BEGIN

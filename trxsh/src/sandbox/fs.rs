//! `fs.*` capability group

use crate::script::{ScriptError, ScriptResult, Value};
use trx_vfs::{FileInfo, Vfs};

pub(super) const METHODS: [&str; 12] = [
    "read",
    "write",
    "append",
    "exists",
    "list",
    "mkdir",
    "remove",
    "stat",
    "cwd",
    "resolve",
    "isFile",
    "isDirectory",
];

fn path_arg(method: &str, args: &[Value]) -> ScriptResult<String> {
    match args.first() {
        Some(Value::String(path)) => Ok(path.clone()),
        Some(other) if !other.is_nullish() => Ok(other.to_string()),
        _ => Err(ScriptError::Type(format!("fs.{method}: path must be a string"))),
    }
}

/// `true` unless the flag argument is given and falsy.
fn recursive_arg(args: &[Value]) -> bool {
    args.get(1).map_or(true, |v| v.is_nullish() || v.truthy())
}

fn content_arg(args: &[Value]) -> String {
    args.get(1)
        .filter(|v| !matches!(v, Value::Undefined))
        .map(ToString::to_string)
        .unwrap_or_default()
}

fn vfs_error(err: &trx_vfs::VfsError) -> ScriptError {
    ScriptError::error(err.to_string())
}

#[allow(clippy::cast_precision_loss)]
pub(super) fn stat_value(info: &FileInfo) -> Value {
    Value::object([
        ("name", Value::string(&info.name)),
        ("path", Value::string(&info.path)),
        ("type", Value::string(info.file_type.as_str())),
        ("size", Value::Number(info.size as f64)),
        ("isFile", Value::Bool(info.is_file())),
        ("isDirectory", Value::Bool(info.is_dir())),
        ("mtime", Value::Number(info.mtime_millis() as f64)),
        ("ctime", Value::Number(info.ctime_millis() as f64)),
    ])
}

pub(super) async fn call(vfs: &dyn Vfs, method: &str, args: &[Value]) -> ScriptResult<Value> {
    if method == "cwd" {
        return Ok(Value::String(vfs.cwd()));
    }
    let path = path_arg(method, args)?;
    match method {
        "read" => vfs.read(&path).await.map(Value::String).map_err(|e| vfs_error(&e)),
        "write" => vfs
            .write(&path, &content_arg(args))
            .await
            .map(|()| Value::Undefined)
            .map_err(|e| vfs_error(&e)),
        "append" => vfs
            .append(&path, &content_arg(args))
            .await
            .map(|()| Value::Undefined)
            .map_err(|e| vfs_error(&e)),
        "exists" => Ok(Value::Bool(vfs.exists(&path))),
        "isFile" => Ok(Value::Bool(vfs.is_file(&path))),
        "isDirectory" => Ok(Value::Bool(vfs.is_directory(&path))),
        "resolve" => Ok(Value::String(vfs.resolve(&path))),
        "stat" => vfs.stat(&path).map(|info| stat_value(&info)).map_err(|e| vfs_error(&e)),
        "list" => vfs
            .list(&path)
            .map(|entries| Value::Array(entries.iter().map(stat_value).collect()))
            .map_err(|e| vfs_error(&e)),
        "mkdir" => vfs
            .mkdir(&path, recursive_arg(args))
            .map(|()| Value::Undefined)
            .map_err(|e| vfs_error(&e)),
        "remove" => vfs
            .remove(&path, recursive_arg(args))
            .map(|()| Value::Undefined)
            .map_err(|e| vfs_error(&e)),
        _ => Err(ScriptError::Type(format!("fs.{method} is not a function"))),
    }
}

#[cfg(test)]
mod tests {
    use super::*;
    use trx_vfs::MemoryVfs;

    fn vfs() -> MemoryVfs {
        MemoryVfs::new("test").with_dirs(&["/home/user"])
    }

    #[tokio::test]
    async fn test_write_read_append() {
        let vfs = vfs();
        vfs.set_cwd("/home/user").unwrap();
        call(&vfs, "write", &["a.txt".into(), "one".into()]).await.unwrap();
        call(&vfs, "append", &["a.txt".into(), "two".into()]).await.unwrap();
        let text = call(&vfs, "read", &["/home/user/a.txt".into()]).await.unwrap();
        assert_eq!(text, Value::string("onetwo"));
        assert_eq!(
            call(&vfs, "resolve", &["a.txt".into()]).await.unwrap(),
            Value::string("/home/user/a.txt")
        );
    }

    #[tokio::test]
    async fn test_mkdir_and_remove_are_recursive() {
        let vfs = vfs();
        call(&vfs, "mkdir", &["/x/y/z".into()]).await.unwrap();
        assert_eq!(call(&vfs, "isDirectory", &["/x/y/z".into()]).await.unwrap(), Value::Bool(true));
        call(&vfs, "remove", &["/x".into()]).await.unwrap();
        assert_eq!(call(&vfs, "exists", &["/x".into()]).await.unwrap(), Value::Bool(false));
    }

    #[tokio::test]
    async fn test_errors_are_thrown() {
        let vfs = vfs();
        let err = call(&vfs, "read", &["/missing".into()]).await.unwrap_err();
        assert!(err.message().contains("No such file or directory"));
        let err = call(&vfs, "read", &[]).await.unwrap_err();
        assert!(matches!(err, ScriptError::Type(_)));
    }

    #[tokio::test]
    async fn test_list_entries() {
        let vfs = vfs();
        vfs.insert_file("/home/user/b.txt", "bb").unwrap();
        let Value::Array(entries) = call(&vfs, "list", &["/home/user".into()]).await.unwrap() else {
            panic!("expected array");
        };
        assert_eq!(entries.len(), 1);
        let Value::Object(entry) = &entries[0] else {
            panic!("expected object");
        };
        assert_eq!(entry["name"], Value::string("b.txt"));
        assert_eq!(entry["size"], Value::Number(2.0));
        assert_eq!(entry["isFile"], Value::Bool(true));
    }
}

END

### TO DO:
Output the records in full. Keep every character as it is.

### RESULT:
filename trxsh/src/sandbox/fs.rs
//! `fs.*` capability group

use crate::script::{ScriptError, ScriptResult, Value};
use trx_vfs::{FileInfo, Vfs};

pub(super) const METHODS: [&str; 12] = [
    "read",
    "write",
    "append",
    "exists",
    "list",
    "mkdir",
    "remove",
    "stat",
    "cwd",
    "resolve",
    "isFile",
    "isDirectory",
];

fn path_arg(method: &str, args: &[Value]) -> ScriptResult<String> {
    match args.first() {
        Some(Value::String(path)) => Ok(path.clone()),
        Some(other) if !other.is_nullish() => Ok(other.to_string()),
        _ => Err(ScriptError::Type(format!("fs.{method}: path must be a string"))),
    }
}

/// `true` unless the flag argument is given and falsy.
fn recursive_arg(args: &[Value]) -> bool {
    args.get(1).map_or(true, |v| v.is_nullish() || v.truthy())
}

fn content_arg(args: &[Value]) -> String {
    args.get(1)
        .filter(|v| !matches!(v, Value::Undefined))
        .map(ToString::to_string)
        .unwrap_or_default()
}

fn vfs_error(err: &trx_vfs::VfsError) -> ScriptError {
    ScriptError::error(err.to_string())
}

#[allow(clippy::cast_precision_loss)]
pub(super) fn stat_value(info: &FileInfo) -> Value {
    Value::object([
        ("name", Value::string(&info.name)),
        ("path", Value::string(&info.path)),
        ("type", Value::string(info.file_type.as_str())),
        ("size", Value::Number(info.size as f64)),
        ("isFile", Value::Bool(info.is_file())),
        ("isDirectory", Value::Bool(info.is_dir())),
        ("mtime", Value::Number(info.mtime_millis() as f64)),
        ("ctime", Value::Number(info.ctime_millis() as f64)),
    ])
}

pub(super) async fn call(vfs: &dyn Vfs, method: &str, args: &[Value]) -> ScriptResult<Value> {
    if method == "cwd" {
        return Ok(Value::String(vfs.cwd()));
    }
    let path = path_arg(method, args)?;
    match method {
        "read" => vfs.read(&path).await.map(Value::String).map_err(|e| vfs_error(&e)),
        "write" => vfs
            .write(&path, &content_arg(args))
            .await
            .map(|()| Value::Undefined)
            .map_err(|e| vfs_error(&e)),
        "append" => vfs
            .append(&path, &content_arg(args))
            .await
            .map(|()| Value::Undefined)
            .map_err(|e| vfs_error(&e)),
        "exists" => Ok(Value::Bool(vfs.exists(&path))),
        "isFile" => Ok(Value::Bool(vfs.is_file(&path))),
        "isDirectory" => Ok(Value::Bool(vfs.is_directory(&path))),
        "resolve" => Ok(Value::String(vfs.resolve(&path))),
        "stat" => vfs.stat(&path).map(|info| stat_value(&info)).map_err(|e| vfs_error(&e)),
        "list" => vfs
            .list(&path)
            .map(|entries| Value::Array(entries.iter().map(stat_value).collect()))
            .map_err(|e| vfs_error(&e)),
        "mkdir" => vfs
            .mkdir(&path, recursive_arg(args))
            .map(|()| Value::Undefined)
            .map_err(|e| vfs_error(&e)),
        "remove" => vfs
            .remove(&path, recursive_arg(args))
            .map(|()| Value::Undefined)
            .map_err(|e| vfs_error(&e)),
        _ => Err(ScriptError::Type(format!("fs.{method} is not a function"))),
    }
}

#[cfg(test)]
mod tests {
    use super::*;
    use trx_vfs::MemoryVfs;

    fn vfs() -> MemoryVfs {
        MemoryVfs::new("test").with_dirs(&["/home/user"])
    }

    #[tokio::test]
    async fn test_write_read_append() {
        let vfs = vfs();
        vfs.set_cwd("/home/user").unwrap();
        call(&vfs, "write", &["a.txt".into(), "one".into()]).await.unwrap();
        call(&vfs, "append", &["a.txt".into(), "two".into()]).await.unwrap();
        let text = call(&vfs, "read", &["/home/user/a.txt".into()]).await.unwrap();
        assert_eq!(text, Value::string("onetwo"));
        assert_eq!(
            call(&vfs, "resolve", &["a.txt".into()]).await.unwrap(),
            Value::string("/home/user/a.txt")
        );
    }

    #[tokio::test]
    async fn test_mkdir_and_remove_are_recursive() {
        let vfs = vfs();
        call(&vfs, "mkdir", &["/x/y/z".into()]).await.unwrap();
        assert_eq!(call(&vfs, "isDirectory", &["/x/y/z".into()]).await.unwrap(), Value::Bool(true));
        call(&vfs, "remove", &["/x".into()]).await.unwrap();
        assert_eq!(call(&vfs, "exists", &["/x".into()]).await.unwrap(), Value::Bool(false));
    }

    #[tokio::test]
    async fn test_errors_are_thrown() {
        let vfs = vfs();
        let err = call(&vfs, "read", &["/missing".into()]).await.unwrap_err();
        assert!(err.message().contains("No such file or directory"));
        let err = call(&vfs, "read", &[]).await.unwrap_err();
        assert!(matches!(err, ScriptError::Type(_)));
    }

    #[tokio::test]
    async fn test_list_entries() {
        let vfs = vfs();
        vfs.insert_file("/home/user/b.txt", "bb").unwrap();
        let Value::Array(entries) = call(&vfs, "list", &["/home/user".into()]).await.unwrap() else {
            panic!("expected array");
        };
        assert_eq!(entries.len(), 1);
        let Value::Object(entry) = &entries[0] else {
            panic!("expected object");
        };
        assert_eq!(entry["name"], Value::string("b.txt"));
        assert_eq!(entry["size"], Value::Number(2.0));
        assert_eq!(entry["isFile"], Value::Bool(true));
    }
}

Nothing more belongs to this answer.